START Input records

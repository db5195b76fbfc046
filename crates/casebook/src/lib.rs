//! `casebook` - A local record manager for suspect case files
//!
//! This library provides the core of the record manager: a persistent record
//! store over a key-value backend, change notification across store handles,
//! the filter/search/sort pipeline, JSON import/export, form-side validation
//! and dashboard statistics.

#![warn(missing_docs)]
#![warn(missing_debug_implementations)]
#![deny(unsafe_code)]

pub mod cli;
pub mod codec;
pub mod config;
pub mod error;
pub mod logging;
pub mod notify;
pub mod query;
pub mod record;
pub mod stats;
pub mod storage;
pub mod store;
pub mod validate;

pub use config::Config;
pub use error::{Error, Result};
pub use logging::init_logging;
pub use notify::{ChangeNotifier, ChangeOrigin, StoreChange, StoreWatcher, WatchHandle};
pub use query::{apply, CategoryFilter, Query, SortKey};
pub use record::{Category, Record, Tags};
pub use stats::{Statistics, TimeRange};
pub use storage::{Backend, MemoryBackend, SqliteBackend};
pub use store::{RecordStore, StoreDiagnostics};
pub use validate::RecordDraft;
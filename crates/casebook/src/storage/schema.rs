//! `SQLite` schema definitions for the slot backend.
//!
//! The database is a plain key-value store: every slot holds one text value.
//! Records live as a single JSON array in one slot; the layout of that array
//! is owned by the record store, not by the schema.

/// SQL statement to create the slots table.
pub const CREATE_SLOTS_TABLE: &str = r"
CREATE TABLE IF NOT EXISTS slots (
    key TEXT PRIMARY KEY,
    value TEXT NOT NULL,
    updated_at TEXT NOT NULL DEFAULT (datetime('now'))
)
";

/// SQL statement to create the metadata table for schema version and revision.
pub const CREATE_METADATA_TABLE: &str = r"
CREATE TABLE IF NOT EXISTS metadata (
    key TEXT PRIMARY KEY,
    value TEXT NOT NULL
)
";

/// SQL statement seeding the shared change counter.
pub const SEED_REVISION: &str = r"
INSERT OR IGNORE INTO metadata (key, value) VALUES ('revision', '0')
";

/// All base schema creation statements in order.
pub const SCHEMA_STATEMENTS: &[&str] = &[CREATE_SLOTS_TABLE, CREATE_METADATA_TABLE];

END Input records

Activity »
Take the stretch of lines above from the one containing "import/export, form-side validation" through the one containing "pub mod stats;" and repeat it exactly, adding no other line.

Worked solution »
//! the filter/search/sort pipeline, JSON import/export, form-side validation
//! and dashboard statistics.

#![warn(missing_docs)]
#![warn(missing_debug_implementations)]
#![deny(unsafe_code)]

pub mod cli;
pub mod codec;
pub mod config;
pub mod error;
pub mod logging;
pub mod notify;
pub mod query;
pub mod record;
pub mod stats;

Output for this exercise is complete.